Using the records below, repeat exactly the lines from the one holding "terminal states are" through the one holding "flips the state", both ends included, and no others.

* Stored data:
◇ ◇ ◇ ◇

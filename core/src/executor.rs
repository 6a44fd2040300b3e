//! Asynchronous execution of a single request.
//!
//! # Design
//! A `RequestExecutor` owns at most one in-flight task and moves through
//! `Idle → Running → {Completed | Failed | Cancelled}`; terminal states are
//! final. The task runs on the tokio runtime that called `execute` and
//! drives the transport: headers first, then body chunks in delivery order,
//! then completion.
//!
//! Every terminal outcome goes through `Shared::emit`, which flips the state
//! under the executor's lock, takes the callbacks exactly once and notifies
//! the observers. `cancel` takes the same lock, so whichever of completion
//! and cancellation gets there first decides the outcome; the loser is
//! dropped silently.

use std::sync::{Arc, Mutex, MutexGuard, PoisonError};

use bytes::BytesMut;
use futures::StreamExt;
use tokio::runtime::Handle;
use tokio::sync::{mpsc, watch};
use tokio::task::AbortHandle;
use tracing::Instrument;
use uuid::Uuid;

use crate::error::{Error, ExecuteError};
use crate::http::{HttpRequest, RawResponse};
use crate::timeline::ClockTimeline;
use crate::transport::{Connector, ReqwestConnector, TransportResponse};

/// Lifecycle of an executor's task.
#[derive(Debug, Clone, Copy, PartialEq, Eq)]
pub enum TaskState {
    Idle,
    Running,
    Completed,
    Failed,
    Cancelled,
}

impl TaskState {
    pub fn is_terminal(&self) -> bool {
        matches!(self, TaskState::Completed | TaskState::Failed | TaskState::Cancelled)
    }
}

/// Receives lifecycle notifications alongside the per-call callbacks.
pub trait ExecutorObserver: Send + Sync {
    fn on_finished(&self) {}

    fn on_failed(&self, _error: &Error) {}

    fn on_cancelled(&self) {}
}

/// Terminal result of `RequestExecutor::send`.
#[derive(Debug)]
pub enum Outcome {
    Completed(RawResponse),
    Failed(Error),
    Cancelled,
}

type SuccessFn = Box<dyn FnOnce(RawResponse) + Send>;
type FailureFn = Box<dyn FnOnce(Error) + Send>;

struct Callbacks {
    on_success: SuccessFn,
    on_failure: FailureFn,
}

enum Event {
    Finished(RawResponse),
    Failed(Error),
}

struct Inner {
    state: TaskState,
    callbacks: Option<Callbacks>,
    request: Option<Arc<HttpRequest>>,
    abort: Option<AbortHandle>,
    observers: Vec<Arc<dyn ExecutorObserver>>,
}

struct Shared {
    id: Uuid,
    inner: Mutex<Inner>,
    paused: watch::Sender<bool>,
}

impl Shared {
    fn lock(&self) -> MutexGuard<'_, Inner> {
        self.inner.lock().unwrap_or_else(PoisonError::into_inner)
    }

    fn emit(&self, event: Event) {
        let (callbacks, observers) = {
            let mut inner = self.lock();
            if inner.state != TaskState::Running {
                tracing::debug!(task_id = %self.id, state = ?inner.state, "suppressing late transport signal");
                return;
            }
            inner.state = match event {
                Event::Finished(_) => TaskState::Completed,
                Event::Failed(_) => TaskState::Failed,
            };
            inner.abort = None;
            inner.request = None;
            self.paused.send_replace(false);
            (inner.callbacks.take(), inner.observers.clone())
        };

        match event {
            Event::Finished(response) => {
                for observer in &observers {
                    observer.on_finished();
                }
                if let Some(callbacks) = callbacks {
                    (callbacks.on_success)(response);
                }
            }
            Event::Failed(error) => {
                for observer in &observers {
                    observer.on_failed(&error);
                }
                if let Some(callbacks) = callbacks {
                    (callbacks.on_failure)(error);
                }
            }
        }
    }
}

/// Runs one request against a transport and reports its outcome.
pub struct RequestExecutor {
    connector: Arc<dyn Connector>,
    shared: Arc<Shared>,
}

impl Default for RequestExecutor {
    fn default() -> Self {
        Self::new(ReqwestConnector)
    }
}

impl std::fmt::Debug for RequestExecutor {
    fn fmt(&self, f: &mut std::fmt::Formatter<'_>) -> std::fmt::Result {
        f.debug_struct("RequestExecutor")
            .field("id", &self.shared.id)
            .field("state", &self.state())
            .finish_non_exhaustive()
    }
}

impl RequestExecutor {
    pub fn new(connector: impl Connector + 'static) -> Self {
        let (paused, _) = watch::channel(false);
        Self {
            connector: Arc::new(connector),
            shared: Arc::new(Shared {
                id: Uuid::new_v4(),
                inner: Mutex::new(Inner {
                    state: TaskState::Idle,
                    callbacks: None,
                    request: None,
                    abort: None,
                    observers: Vec::new(),
                }),
                paused,
            }),
        }
    }

    /// Identifier used in this executor's log events.
    pub fn id(&self) -> Uuid {
        self.shared.id
    }

    pub fn state(&self) -> TaskState {
        self.shared.lock().state
    }

    pub fn is_suspended(&self) -> bool {
        *self.shared.paused.borrow()
    }

    /// The request of the running task, if any.
    pub fn request(&self) -> Option<Arc<HttpRequest>> {
        self.shared.lock().request.clone()
    }

    pub fn add_observer(&self, observer: Arc<dyn ExecutorObserver>) {
        self.shared.lock().observers.push(observer);
    }

    /// Start `request` on the current tokio runtime.
    ///
    /// Exactly one of `on_success` and `on_failure` runs, once, unless the
    /// task is cancelled first, in which case neither does. An executor runs
    /// a single task; calling this on an executor that is not idle returns
    /// `ExecuteError::AlreadyStarted`.
    pub fn execute<S, F>(&self, request: HttpRequest, on_success: S, on_failure: F) -> Result<(), ExecuteError>
    where
        S: FnOnce(RawResponse) + Send + 'static,
        F: FnOnce(Error) + Send + 'static,
    {
        let runtime = Handle::try_current().map_err(|_| ExecuteError::NoRuntime)?;
        let request = Arc::new(request);

        {
            let mut inner = self.shared.lock();
            if inner.state != TaskState::Idle {
                return Err(ExecuteError::AlreadyStarted(inner.state));
            }
            inner.callbacks = Some(Callbacks {
                on_success: Box::new(on_success),
                on_failure: Box::new(on_failure),
            });
            inner.request = Some(Arc::clone(&request));
            inner.state = TaskState::Running;
        }

        let mut timeline = ClockTimeline::new();
        timeline.mark_start();

        let span = tracing::info_span!(
            "request",
            task_id = %self.shared.id,
            method = %request.method,
            url = %request.url,
        );
        let task = drive(
            Arc::clone(&self.shared),
            Arc::clone(&self.connector),
            request,
            timeline,
        );
        let handle = runtime.spawn(task.instrument(span));

        let mut inner = self.shared.lock();
        match inner.state {
            TaskState::Running => inner.abort = Some(handle.abort_handle()),
            TaskState::Cancelled => handle.abort(),
            _ => {}
        }
        Ok(())
    }

    /// Run `request` and wait for its outcome.
    pub async fn send(&self, request: HttpRequest) -> Result<Outcome, ExecuteError> {
        let (tx, mut rx) = mpsc::unbounded_channel();
        let failure_tx = tx.clone();
        self.execute(
            request,
            move |response| {
                let _ = tx.send(Outcome::Completed(response));
            },
            move |error| {
                let _ = failure_tx.send(Outcome::Failed(error));
            },
        )?;
        // Cancellation drops both callbacks, closing the channel.
        Ok(rx.recv().await.unwrap_or(Outcome::Cancelled))
    }

    /// Pause the running task between transport reads. No-op without one.
    pub fn suspend(&self) {
        self.set_paused(true);
    }

    pub fn resume(&self) {
        self.set_paused(false);
    }

    // Held under the state lock so a terminal transition, which clears the
    // flag, cannot interleave with the check.
    fn set_paused(&self, paused: bool) {
        let inner = self.shared.lock();
        if inner.state != TaskState::Running {
            return;
        }
        tracing::debug!(task_id = %self.shared.id, paused, "updating suspension");
        self.shared.paused.send_replace(paused);
        drop(inner);
    }

    /// Abort the running task and discard anything it received. Neither
    /// callback fires afterwards; observers get `on_cancelled`. No-op unless
    /// a task is running.
    pub fn cancel(&self) {
        let observers = {
            let mut inner = self.shared.lock();
            if inner.state != TaskState::Running {
                return;
            }
            inner.state = TaskState::Cancelled;
            inner.callbacks = None;
            inner.request = None;
            if let Some(abort) = inner.abort.take() {
                abort.abort();
            }
            self.shared.paused.send_replace(false);
            inner.observers.clone()
        };

        tracing::info!(task_id = %self.shared.id, "request cancelled");
        for observer in &observers {
            observer.on_cancelled();
        }
    }
}

async fn drive(
    shared: Arc<Shared>,
    connector: Arc<dyn Connector>,
    request: Arc<HttpRequest>,
    mut timeline: ClockTimeline,
) {
    let mut paused = shared.paused.subscribe();
    wait_while_paused(&mut paused).await;

    let session = match connector.connect(&request.transport) {
        Ok(session) => session,
        Err(e) => {
            tracing::warn!(error = %e, "failed to open transport session");
            shared.emit(Event::Failed(Error::transport(e, Some(request))));
            return;
        }
    };

    tracing::debug!("dispatching request");
    let response = match session.send(&request).await {
        Ok(response) => response,
        Err(e) => {
            timeline.mark_completion();
            tracing::warn!(error = %e, "transport failed before response headers");
            shared.emit(Event::Failed(Error::transport(e, Some(request))));
            return;
        }
    };
    timeline.mark_first_byte();

    let TransportResponse {
        url,
        status,
        headers,
        mut body,
    } = response;
    let raw = RawResponse::new(url, status, headers)
        .with_rejected_statuses(request.rejected_statuses.clone());
    tracing::debug!(status, "response headers received");

    if raw.is_rejected() {
        // Dropping the body stream aborts the transfer before any byte is read.
        drop(body);
        timeline.mark_completion();
        tracing::info!(status, "status code rejected");
        let raw = Arc::new(raw.with_timeline(timeline));
        shared.emit(Event::Failed(Error::status_rejected(raw, Some(request))));
        return;
    }

    let mut buffer = BytesMut::new();
    loop {
        wait_while_paused(&mut paused).await;
        match body.next().await {
            Some(Ok(chunk)) => buffer.extend_from_slice(&chunk),
            Some(Err(e)) => {
                timeline.mark_completion();
                tracing::warn!(error = %e, received = buffer.len(), "transport failed while streaming body");
                let raw = Arc::new(raw.with_timeline(timeline));
                shared.emit(Event::Failed(Error::transport(e, Some(request)).with_response(raw)));
                return;
            }
            None => break,
        }
    }

    timeline.mark_completion();
    let elapsed_ms = timeline
        .latency_breakdown()
        .map(|breakdown| breakdown.total.as_millis() as u64)
        .unwrap_or_default();
    tracing::info!(status, bytes = buffer.len(), elapsed_ms, "request completed");

    let raw = raw.with_timeline(timeline).with_body(buffer.freeze());
    shared.emit(Event::Finished(raw));
}

async fn wait_while_paused(paused: &mut watch::Receiver<bool>) {
    // The sender lives in `Shared`, which outlives this task.
    let _ = paused.wait_for(|suspended| !*suspended).await;
}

◇ ◇ ◇ ◇

* EXERCISE ANSWER:
//! `Idle → Running → {Completed | Failed | Cancelled}`; terminal states are
//! final. The task runs on the tokio runtime that called `execute` and
//! drives the transport: headers first, then body chunks in delivery order,
//! then completion.
//!
//! Every terminal outcome goes through `Shared::emit`, which flips the state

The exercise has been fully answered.